Javaで文字列形式の2つの日付を比較する方法【初心者向け解説】
Javaでは、文字列として表現された日付同士を直接比較することはできません。まず文字列を日付オブジェクトに変換(パース)し、そのうえで比較用のメソッドを使う必要があります。
本記事では、以下の2つの方法をサンプルコード付きで解説します。
- 従来からのSimpleDateFormat+java.util.Dateクラスを使う方法
- Java 8以降で推奨されるLocalDateクラス(java.time API)を使う方法
方法1:SimpleDateFormatとDateクラスを使う
java.text.SimpleDateFormatクラスは、文字列を日付へ、あるいは日付を文字列へ変換するためのクラスです。
- コンストラクタに希望する日付フォーマットを表す文字列を渡すと、SimpleDateFormatオブジェクトが生成されます。
- 文字列をDateオブジェクトとして取得するには、このクラスをインスタンス化してparse()メソッドで日付文字列を解析します。

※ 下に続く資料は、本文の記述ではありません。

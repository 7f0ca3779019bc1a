/// Fetch state definitions for entries of the visited set
use std::fmt;

/// Represents how far a discovered URL has progressed
///
/// The only legal transition is `Discovered -> Fetched`; it records that a
/// fetch was attempted, not that it succeeded.
#[derive(Debug, Clone, Copy, PartialEq, Eq, Hash)]
pub enum FetchState {
    /// URL has been enqueued but no worker has picked it up yet
    Discovered,

    /// A crawl worker dispatched the URL to the fetcher
    Fetched,
}

impl FetchState {
    /// Returns true once a fetch has been attempted
    pub fn is_fetched(&self) -> bool {
        matches!(self, Self::Fetched)
    }

    pub fn as_str(&self) -> &'static str {
        match self {
            Self::Discovered => "discovered",
            Self::Fetched => "fetched",
        }
    }
}

impl fmt::Display for FetchState {
    fn fmt(&self, f: &mut fmt::Formatter<'_>) -> fmt::Result {
        write!(f, "{}", self.as_str())
    }
}
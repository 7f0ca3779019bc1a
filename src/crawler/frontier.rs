//! Crawl frontier: the concurrent pipeline that drives a crawl
//!
//! # Pipeline
//!
//! ```text
//!   seed ──► work queue ──► dedup stage ──► unseen queue ──► crawl workers
//!               ▲                                              │    │
//!               │                                       submit │    │ outcome
//!               │                                              ▼    │
//!               │                                       fetch workers
//!               └──────────── WorkBatch (page processor) ◄─────────┘
//! ```
//!
//! The dedup stage is the only task that touches the visited set. It merges
//! every batch arriving on the work queue, forwards newly inserted URLs to
//! the unseen queue, and publishes a [`VisitedSnapshot`] after every change.
//! The [`Monitor`] watches those snapshots and raises cancellation once the
//! crawl is finished; every other stage stops when it sees that signal.

use crate::config::{Config, CrawlerConfig};
use crate::crawler::fetcher::{build_http_client, Fetcher};
use crate::crawler::monitor::{CompletionReason, Monitor};
use crate::crawler::processor::{PageProcessor, WorkBatch};
use crate::crawler::recv_shared;
use crate::output::OutputSink;
use crate::state::{VisitedSet, VisitedSnapshot};
use crate::url::{CanonicalUrl, SeedDomain};
use crate::CrawlError;
use chrono::{DateTime, Utc};
use reqwest::Client;
use std::collections::VecDeque;
use std::sync::Arc;
use std::time::{Duration, Instant};
use tokio::sync::{mpsc, watch, Mutex};
use tokio::task::JoinHandle;
use tokio_util::sync::CancellationToken;

/// Summary of a finished crawl
#[derive(Debug, Clone)]
pub struct CrawlReport {
    /// URLs in the visited set when the crawl stopped
    pub discovered: usize,
    /// URLs that were dispatched to the fetcher
    pub fetched: usize,
    /// Why the crawl stopped
    pub completion: CompletionReason,
    pub started_at: DateTime<Utc>,
    pub elapsed: Duration,
}

/// Messages accepted by the dedup stage
#[derive(Debug)]
enum DedupCommand {
    /// Links found on `origin`; the seed batch has no origin
    Discovered {
        origin: Option<CanonicalUrl>,
        batch: WorkBatch,
    },
    /// A crawl worker is about to fetch this URL
    Fetching(CanonicalUrl),
}

/// Owns the visited set and feeds unseen URLs to the crawl workers
struct DedupStage {
    visited: VisitedSet,
    /// Newly inserted URLs not yet handed to the unseen queue; never
    /// larger than the visited set, since each URL enters it once
    ready: VecDeque<CanonicalUrl>,
    /// Inserted URLs whose batch has not been merged yet
    outstanding: usize,
    commands: mpsc::Receiver<DedupCommand>,
    unseen: mpsc::Sender<CanonicalUrl>,
    snapshots: watch::Sender<VisitedSnapshot>,
    cancel: CancellationToken,
}

impl DedupStage {
    async fn run(mut self) -> VisitedSet {
        loop {
            // The permit borrows `unseen`, so commands are applied after the select
            let command = tokio::select! {
                biased;
                _ = self.cancel.cancelled() => break,
                command = self.commands.recv() => match command {
                    Some(command) => command,
                    None => break,
                },
                permit = self.unseen.reserve(), if !self.ready.is_empty() => match permit {
                    Ok(permit) => {
                        if let Some(url) = self.ready.pop_front() {
                            permit.send(url);
                        }
                        continue;
                    }
                    Err(_) => break,
                },
            };

            self.apply(command);
        }

        tracing::debug!(
            "Dedup stage stopped with {} URLs ({} never fetched, {} never handed out)",
            self.visited.len(),
            self.visited.discovered_count(),
            self.ready.len()
        );
        self.visited
    }

    fn apply(&mut self, command: DedupCommand) {
        match command {
            DedupCommand::Discovered { origin, batch } => {
                for url in batch {
                    if self.visited.insert_if_absent(url.clone()) {
                        tracing::trace!("Discovered {}", url);
                        self.outstanding += 1;
                        self.ready.push_back(url);
                    }
                }
                // Counted after the batch so the total never dips to zero early
                if origin.is_some() {
                    self.outstanding = self.outstanding.saturating_sub(1);
                }
            }
            DedupCommand::Fetching(url) => {
                if !self.visited.mark_fetched(&url) {
                    tracing::warn!(
                        "{} was dispatched but is not awaiting fetch (state: {:?})",
                        url,
                        self.visited.state(&url)
                    );
                }
            }
        }

        self.snapshots
            .send_replace(self.visited.snapshot(self.outstanding));
    }
}

/// Pairs unseen URLs with fetches and feeds the results back
struct CrawlWorker {
    id: usize,
    unseen: Arc<Mutex<mpsc::Receiver<CanonicalUrl>>>,
    work: mpsc::Sender<DedupCommand>,
    fetcher: Fetcher,
    processor: Arc<PageProcessor>,
    output: OutputSink,
    cancel: CancellationToken,
}

impl CrawlWorker {
    async fn run(self) {
        let mut crawled = 0usize;
        while let Some(url) = recv_shared(&self.unseen, &self.cancel).await {
            if !self.crawl(url).await {
                break;
            }
            crawled += 1;
        }

        tracing::debug!("Crawl worker {} stopped after {} pages", self.id, crawled);
    }

    /// Handles one URL end to end; returns false once cancelled
    async fn crawl(&self, url: CanonicalUrl) -> bool {
        if !self.send(DedupCommand::Fetching(url.clone())).await {
            return false;
        }

        let Some(pending) = self.fetcher.submit(url.clone()).await else {
            return false;
        };

        let outcome = tokio::select! {
            biased;
            _ = self.cancel.cancelled() => return false,
            outcome = pending.wait() => outcome,
        };

        let batch = match outcome {
            Ok(result) => match self.processor.process(result).await {
                Ok(batch) => batch,
                Err(e) => {
                    tracing::debug!("{}", e);
                    self.output.error(&e).await;
                    WorkBatch::new()
                }
            },
            Err(e) => {
                // Each failed attempt was already reported by the fetcher
                tracing::debug!("{}", e);
                WorkBatch::new()
            }
        };

        self.send(DedupCommand::Discovered {
            origin: Some(url),
            batch,
        })
        .await
    }

    async fn send(&self, command: DedupCommand) -> bool {
        tokio::select! {
            biased;
            _ = self.cancel.cancelled() => false,
            sent = self.work.send(command) => sent.is_ok(),
        }
    }
}

/// Sends the seed as a one-element batch with no origin
///
/// Raises cancellation if the dedup stage is already gone.
async fn enqueue_seed(
    work: &mpsc::Sender<DedupCommand>,
    seed: &CanonicalUrl,
    cancel: &CancellationToken,
) -> Result<(), CrawlError> {
    let command = DedupCommand::Discovered {
        origin: None,
        batch: vec![seed.clone()],
    };

    if work.send(command).await.is_err() {
        cancel.cancel();
        return Err(CrawlError::TaskJoin(
            "dedup stage exited before seeding".into(),
        ));
    }
    Ok(())
}

/// A configured crawl of one seed domain
///
/// # Example
///
/// ```no_run
/// use linkcrawl::config::Config;
/// use linkcrawl::output::{spawn_writer, OutputSink, RecordWriter};
/// use linkcrawl::{Frontier, SeedDomain};
/// use tokio_util::sync::CancellationToken;
///
/// # async fn run() -> linkcrawl::Result<()> {
/// let config = Config::default();
/// let cancel = CancellationToken::new();
/// let (sink, records) = OutputSink::channel(256, cancel.clone());
/// let writer = spawn_writer(records, RecordWriter::stdout());
///
/// let seed = SeedDomain::parse("https://example.com")?;
/// let report = Frontier::new(&config, seed, sink, cancel)?.run().await?;
/// println!("{} pages fetched", report.fetched);
/// # let _ = writer.await;
/// # Ok(())
/// # }
/// ```
pub struct Frontier {
    config: CrawlerConfig,
    seed: SeedDomain,
    client: Client,
    output: OutputSink,
    cancel: CancellationToken,
}

impl Frontier {
    pub fn new(
        config: &Config,
        seed: SeedDomain,
        output: OutputSink,
        cancel: CancellationToken,
    ) -> Result<Self, CrawlError> {
        let client = build_http_client(&config.user_agent, config.crawler.timeout())?;
        Ok(Self::with_client(
            config.crawler.clone(),
            client,
            seed,
            output,
            cancel,
        ))
    }

    pub fn with_client(
        config: CrawlerConfig,
        client: Client,
        seed: SeedDomain,
        output: OutputSink,
        cancel: CancellationToken,
    ) -> Self {
        Self {
            config,
            seed,
            client,
            output,
            cancel,
        }
    }

    pub fn seed(&self) -> &SeedDomain {
        &self.seed
    }

    /// Runs the crawl to completion
    ///
    /// Returns once the monitor has declared the crawl finished (or the
    /// cancellation token was raised from outside) and every task has
    /// stopped. All of this frontier's output sinks are dropped by then.
    pub async fn run(self) -> Result<CrawlReport, CrawlError> {
        let started_at = Utc::now();
        let start = Instant::now();
        let config = &self.config;

        tracing::info!(
            "Starting crawl of {} ({} crawl workers, {} fetch workers, {} completion)",
            self.seed.url(),
            config.crawl_workers,
            config.fetch_workers,
            config.completion
        );

        let (work_tx, work_rx) = mpsc::channel(config.work_queue_capacity);
        let (unseen_tx, unseen_rx) = mpsc::channel(config.unseen_queue_capacity);
        let (snapshot_tx, snapshot_rx) = watch::channel(VisitedSnapshot::default());

        let (fetcher, fetch_handles) = Fetcher::spawn(
            self.client.clone(),
            config,
            self.output.clone(),
            self.cancel.clone(),
        );
        let processor = Arc::new(PageProcessor::new(self.seed.clone(), self.output.clone()));

        let dedup = tokio::spawn(
            DedupStage {
                visited: VisitedSet::new(),
                ready: VecDeque::new(),
                outstanding: 0,
                commands: work_rx,
                unseen: unseen_tx,
                snapshots: snapshot_tx,
                cancel: self.cancel.clone(),
            }
            .run(),
        );

        enqueue_seed(&work_tx, self.seed.url(), &self.cancel).await?;

        let unseen_rx = Arc::new(Mutex::new(unseen_rx));
        let crawl_handles: Vec<JoinHandle<()>> = (0..config.crawl_workers)
            .map(|id| {
                let worker = CrawlWorker {
                    id,
                    unseen: Arc::clone(&unseen_rx),
                    work: work_tx.clone(),
                    fetcher: fetcher.clone(),
                    processor: Arc::clone(&processor),
                    output: self.output.clone(),
                    cancel: self.cancel.clone(),
                };
                tokio::spawn(worker.run())
            })
            .collect();
        drop(work_tx);
        drop(fetcher);
        drop(processor);

        let completion = Monitor::new(config, snapshot_rx, self.cancel.clone())
            .run()
            .await;

        for handle in crawl_handles.into_iter().chain(fetch_handles) {
            if let Err(e) = handle.await {
                tracing::error!("Worker task failed: {}", e);
            }
        }

        let visited = dedup
            .await
            .map_err(|e| CrawlError::TaskJoin(e.to_string()))?;

        Ok(CrawlReport {
            discovered: visited.len(),
            fetched: visited.fetched_count(),
            completion,
            started_at,
            elapsed: start.elapsed(),
        })
    }
}
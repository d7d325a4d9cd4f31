//! Core behavior trait.
//!
//! This module defines the [`Behavior`] trait, the fundamental abstraction
//! for all behavior tree nodes. The trait is generic over a context type `C`,
//! allowing nodes to read host state and communicate out-of-band (e.g. via a
//! [`Blackboard`](crate::Blackboard) embedded in the context).

use std::time::Duration;

use crate::NodeState;

/// Output polarity applied by [`Behavior::tick`] to a node's own result.
///
/// This is a per-node flag, independent of the
/// [`Invert`](crate::decorator::Invert) decorator: it flips what the node
/// itself reports without introducing an extra node into the tree.
#[derive(Debug, Clone, Copy, PartialEq, Eq, Default)]
pub enum Polarity {
    /// Report the evaluation result unchanged.
    #[default]
    Normal,
    /// Swap `Success` and `Failure`; `Running` passes through.
    Inverted,
}

/// A behavior tree node that can be evaluated against a context.
///
/// Implementors provide [`evaluate`](Behavior::evaluate); callers go through
/// [`tick`](Behavior::tick), which applies the node's [`Polarity`] on top.
/// Evaluation never yields an error: domain failures are translated into
/// [`NodeState::Failure`] at the leaves.
pub trait Behavior<C>: Send {
    /// Evaluate this node for one tick.
    ///
    /// # Arguments
    ///
    /// * `ctx` - Mutable reference to the host context. Nodes can read state
    ///   and modify it (e.g., to store intermediate results).
    /// * `dt` - Time elapsed since the previous tick, supplied by the host
    ///   loop. The engine never consults a clock of its own.
    ///
    /// Must be safe to invoke once per tick; may mutate only the node's own
    /// continuation state (and the shared context).
    fn evaluate(&mut self, ctx: &mut C, dt: Duration) -> NodeState;

    /// Output polarity applied to this node's result.
    fn polarity(&self) -> Polarity {
        Polarity::Normal
    }

    /// Evaluates the node and applies its polarity.
    ///
    /// This is the only entry point parents and drivers use.
    fn tick(&mut self, ctx: &mut C, dt: Duration) -> NodeState {
        let state = self.evaluate(ctx, dt);
        match self.polarity() {
            Polarity::Normal => state,
            Polarity::Inverted => state.inverted(),
        }
    }
}

/// Blanket implementation for boxed behaviors.
///
/// This allows `Box<dyn Behavior<C>>` to also implement `Behavior<C>`,
/// enabling dynamic dispatch and heterogeneous collections of nodes. Only
/// `evaluate` and `polarity` are forwarded, so the provided `tick` applies
/// the inner node's polarity exactly once.
impl<C> Behavior<C> for Box<dyn Behavior<C>> {
    #[inline]
    fn evaluate(&mut self, ctx: &mut C, dt: Duration) -> NodeState {
        (**self).evaluate(ctx, dt)
    }

    #[inline]
    fn polarity(&self) -> Polarity {
        (**self).polarity()
    }
}

#[cfg(test)]
mod tests {
    use super::*;

    struct Fixed {
        state: NodeState,
        polarity: Polarity,
    }

    impl Behavior<()> for Fixed {
        fn evaluate(&mut self, _ctx: &mut (), _dt: Duration) -> NodeState {
            self.state
        }

        fn polarity(&self) -> Polarity {
            self.polarity
        }
    }

    fn tick(state: NodeState, polarity: Polarity) -> NodeState {
        let mut node = Fixed { state, polarity };
        node.tick(&mut (), Duration::ZERO)
    }

    #[test]
    fn normal_polarity_passes_result_through() {
        assert_eq!(tick(NodeState::Success, Polarity::Normal), NodeState::Success);
        assert_eq!(tick(NodeState::Failure, Polarity::Normal), NodeState::Failure);
        assert_eq!(tick(NodeState::Running, Polarity::Normal), NodeState::Running);
    }

    #[test]
    fn inverted_polarity_swaps_terminal_results() {
        assert_eq!(tick(NodeState::Success, Polarity::Inverted), NodeState::Failure);
        assert_eq!(tick(NodeState::Failure, Polarity::Inverted), NodeState::Success);
    }

    #[test]
    fn inverted_polarity_keeps_running_suspended() {
        assert_eq!(tick(NodeState::Running, Polarity::Inverted), NodeState::Running);
    }

    #[test]
    fn boxed_behavior_applies_inner_polarity_once() {
        let mut node: Box<dyn Behavior<()>> = Box::new(Fixed {
            state: NodeState::Success,
            polarity: Polarity::Inverted,
        });
        assert_eq!(node.tick(&mut (), Duration::ZERO), NodeState::Failure);
    }
}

- java.util.Dateクラスは特定の時点(瞬間)を表し、before()、after()、equals()などのメソッドで2つの日付を比較できます。
サンプルコード
import java.text.ParseException;
import java.text.SimpleDateFormat;
import java.util.Date;
public class Demo {
public static void main(String args[]) throws ParseException {
SimpleDateFormat formatter = new SimpleDateFormat("yyyy-MM-dd");
String dateStr1 = "2007-11-25";
String dateStr2 = "1999-09-12";
// 文字列をDateオブジェクトにパース
Date date1 = formatter.parse(dateStr1);
Date date2 = formatter.parse(dateStr2);
if (date1.after(date2)) {
System.out.println(dateStr1 + " は " + dateStr2 + " より後の日付です");
} else if (date1.before(date2)) {
System.out.println(dateStr1 + " は " + dateStr2 + " より前の日付です");
} else if (date1.equals(date2)) {
System.out.println(dateStr1 + " は " + dateStr2 + " と同じ日付です");
}
}
}
実行結果
2007-11-25 は 1999-09-12 より後の日付です
方法2:LocalDateクラスのparse()メソッドを使う(推奨)
Java 8以降では、日時API(java.timeパッケージ)のLocalDateクラスを使うことが推奨されています。parse()メソッドは日付を表す文字列を受け取り、LocalDateオブジェクトを返します。デフォルトではISO-8601形式(yyyy-MM-dd)の文字列を解析します。
比較には以下のメソッドを使用します。
- isAfter():呼び出し元の日付が引数より後かどうかを判定
- isBefore():呼び出し元の日付が引数より前かどうかを判定
- isEqual()/equals():2つの日付が等しいかどうかを判定
サンプルコード
import java.time.LocalDate;
public class Test {
public static void main(String args[]) {
String dateStr1 = "2007-11-25";
String dateStr2 = "1999-09-12";
LocalDate date1 = LocalDate.parse(dateStr1);
LocalDate date2 = LocalDate.parse(dateStr2);
if (date1.isAfter(date2)) {
System.out.println(dateStr1 + " は " + dateStr2 + " より後の日付です");
} else if (date1.isBefore(date2)) {
System.out.println(dateStr1 + " は " + dateStr2 + " より前の日付です");
} else if (date1.isEqual(date2)) {
System.out.println(dateStr1 + " は " + dateStr2 + " と同じ日付です");
}
}
}
実行結果
2007-11-25 は 1999-09-12 より後の日付です
独自フォーマットの文字列を解析する場合
「yyyy/MM/dd」などISO形式以外の文字列を扱う場合は、DateTimeFormatterを組み合わせます。
import java.time.LocalDate;
import java.time.format.DateTimeFormatter;
public class FormatDemo {
public static void main(String args[]) {
DateTimeFormatter fmt = DateTimeFormatter.ofPattern("yyyy/MM/dd");
LocalDate date = LocalDate.parse("2007/11/25", fmt);
System.out.println(date); // 2007-11-25
}
}
注意点まとめ
- SimpleDateFormatはスレッドセーフではありません。マルチスレッド環境で共有すると誤動作の原因になるため注意が必要です。
- LocalDateはイミュータブル(不変)でスレッドセーフなので、安全に利用できます。
- 新規開発では、旧来のjava.util.DateやSimpleDateFormatではなく、java.time API(LocalDate、DateTimeFormatterなど)の使用が公式にも推奨されています。
- LocalDate.parse()はデフォルトで「yyyy-MM-dd」形式を想定するため、それ以外の形式の文字列は必ずDateTimeFormatterを指定してください。